Rapid sequence intubation (RSI) is an airway management technique that can have very serious consequences for the patient. Therefore, it is essential to carry out a risk assessment to assess possible difficulties in managing the airway and the ventilation mask.

Risk assessment includes an examination of the patient’s head, neck, nose, throat and chest. Difficulties during intubation can be expected in the following cases:

  1. Patients with facial hair or facial features that make intubation difficult.
  2. Patients with short and thick necks.
  3. Patients with obesity.
  4. Patients with facial or neck injuries.
  5. Patients with immobilization of the cervical spine.
  6. Patients with damaged teeth, genetic anomalies or deformities.
  7. Epiglottitis.
  8. Burns of the respiratory tract.
  9. Patients with a narrow face.
  10. Patients who had thyroid surgery.
  11. The presence of airway obstruction.

During the external examination of the patient, certain measurements should be taken to anticipate potential difficulties during intubation. These measurements include:

  • Mouth width (measured by the 3-3-2 technique): The mouth should be wide enough to accommodate the width of three fingers, the distance from the chin to the hyoid bone should be at least three fingers, and the space between the thyroid cartilage and the hyoid bone should be two fingers . If these dimensions are less than the stated measurements, intubation is likely to be difficult (rule 3-3-2).

The Mallampati classification estimates the size of the tongue compared to the size of the pharynx. The classification is as follows:

  • Class I: Visible soft palate, uvula and tonsillar pillars.
  • Class II: Visible soft palate and uvula.
  • Class III: Only the soft palate is visible.
  • Class IV: The soft palate is not visible.

This classification can be different if the patient is in a sitting or lying position, and talking during the examination can falsely improve the appearance.

In cases where a cervical spine injury is suspected and the patient is immobilized with a cervical collar or a total spinal immobilization device, difficulties with intubation should be expected. Intubation of such patients usually requires tilting the neck to an angle of 35 degrees or more.

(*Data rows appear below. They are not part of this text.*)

//! Repository for the append-only `tryon_history` table.

use atelier_core::pagination::{clamp_limit, clamp_offset, DEFAULT_HISTORY_LIMIT, MAX_HISTORY_LIMIT};
use atelier_core::types::DbId;
use sqlx::PgPool;

use crate::models::tryon_history::{CreateTryOnHistory, TryOnHistory, TryOnHistoryEntry};

/// Column list shared across queries to avoid repetition.
const COLUMNS: &str =
    "id, user_id, product_id, original_image_url, generated_image_url, created_at";

/// Insert and list operations for try-on history. Rows are never updated.
pub struct TryOnHistoryRepo;

impl TryOnHistoryRepo {
    /// Record a completed try-on run, returning the created row.
    pub async fn create(
        pool: &PgPool,
        input: &CreateTryOnHistory,
    ) -> Result<TryOnHistory, sqlx::Error> {
        let query = format!(
            "INSERT INTO tryon_history
                (user_id, product_id, original_image_url, generated_image_url)
             VALUES ($1, $2, $3, $4)
             RETURNING {COLUMNS}"
        );
        sqlx::query_as::<_, TryOnHistory>(&query)
            .bind(input.user_id)
            .bind(input.product_id)
            .bind(&input.original_image_url)
            .bind(&input.generated_image_url)
            .fetch_one(pool)
            .await
    }

    /// List a user's history newest-first, joined with a product summary.
    ///
    /// `limit` is clamped to `1..=100` (default 20); `offset` to `>= 0`.
    /// Ties on `created_at` are broken by descending id so insertion order
    /// is preserved.
    pub async fn list_by_user(
        pool: &PgPool,
        user_id: DbId,
        limit: Option<i64>,
        offset: Option<i64>,
    ) -> Result<Vec<TryOnHistoryEntry>, sqlx::Error> {
        let limit = clamp_limit(limit, DEFAULT_HISTORY_LIMIT, MAX_HISTORY_LIMIT);
        let offset = clamp_offset(offset);
        sqlx::query_as::<_, TryOnHistoryEntry>(
            "SELECT h.id, h.user_id, h.product_id, h.original_image_url,
                    h.generated_image_url, h.created_at,
                    p.name, p.category, p.image_url, p.price
             FROM tryon_history h
             JOIN products p ON p.id = h.product_id
             WHERE h.user_id = $1
             ORDER BY h.created_at DESC, h.id DESC
             LIMIT $2 OFFSET $3",
        )
        .bind(user_id)
        .bind(limit)
        .bind(offset)
        .fetch_all(pool)
        .await
    }
}
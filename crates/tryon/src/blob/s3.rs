//! S3-compatible blob store (AWS S3, MinIO, R2).
//!
//! Each top-level path segment maps to a key prefix inside one bucket, so
//! `user-photos/original/7/a.jpg` is stored under exactly that key.

use async_trait::async_trait;
use aws_sdk_s3::primitives::ByteStream;

use super::{split_path, BlobStore};
use crate::error::StorageError;

pub struct S3BlobStore {
    client: aws_sdk_s3::Client,
    bucket: String,
    public_base_url: String,
}

impl S3BlobStore {
    pub fn new(client: aws_sdk_s3::Client, bucket: String, public_base_url: &str) -> Self {
        Self {
            client,
            bucket,
            public_base_url: public_base_url.trim_end_matches('/').to_string(),
        }
    }

    /// Build a client from the ambient AWS configuration.
    ///
    /// A custom `endpoint` switches to path-style addressing, which MinIO
    /// and most S3-compatible services require.
    pub async fn from_env(
        bucket: String,
        region: Option<String>,
        endpoint: Option<String>,
        public_base_url: &str,
    ) -> Self {
        let mut loader = aws_config::defaults(aws_config::BehaviorVersion::latest());
        if let Some(region) = region {
            loader = loader.region(aws_sdk_s3::config::Region::new(region));
        }
        let shared = loader.load().await;

        let mut builder = aws_sdk_s3::config::Builder::from(&shared);
        if let Some(endpoint) = endpoint {
            builder = builder.endpoint_url(endpoint).force_path_style(true);
        }
        let client = aws_sdk_s3::Client::from_conf(builder.build());
        Self::new(client, bucket, public_base_url)
    }
}

#[async_trait]
impl BlobStore for S3BlobStore {
    async fn upload(
        &self,
        path: &str,
        bytes: Vec<u8>,
        content_type: &str,
    ) -> Result<String, StorageError> {
        // Validates the shape; the whole path is used as the key.
        split_path(path)?;
        let key = path.trim_start_matches('/');

        self.client
            .put_object()
            .bucket(&self.bucket)
            .key(key)
            .body(ByteStream::from(bytes))
            .content_type(content_type)
            .send()
            .await
            .map_err(|e| {
                tracing::error!(key, error = %e, "S3 upload failed");
                StorageError::S3(e.to_string())
            })?;

        Ok(self.public_url(path))
    }

    fn public_url(&self, path: &str) -> String {
        format!("{}/{}", self.public_base_url, path.trim_start_matches('/'))
    }
}
//! Shared response envelope types for API handlers.
//!
//! Read endpoints use a `{ "data": ... }` envelope. Try-on generation is the
//! exception: it always answers with a `TryOnResult` body.

use serde::Serialize;

/// Standard `{ "data": T }` response envelope.
#[derive(Debug, Serialize)]
pub struct DataResponse<T: Serialize> {
    pub data: T,
}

If intubation is not possible, pressure on the cricoid cartilage or the BURP (Backward-Upward-Rightward Pressure) maneuver can be applied to improve visualization during intubation, especially if the cervical collar is not removed or at least loosened. Applying the Sellick maneuver or BURP can result in mobilization of an unstable segment of the spine.

Airway obstruction caused by tumors, injuries, foreign bodies, or burns can make advanced airway management by intubation difficult or impossible.

The decision to continue advanced airway management techniques, such as intubation, should be based on the patient’s examination and assessment of the risk of potential intubation failure or difficulties with mask ventilation and the use of a self-delivering balloon.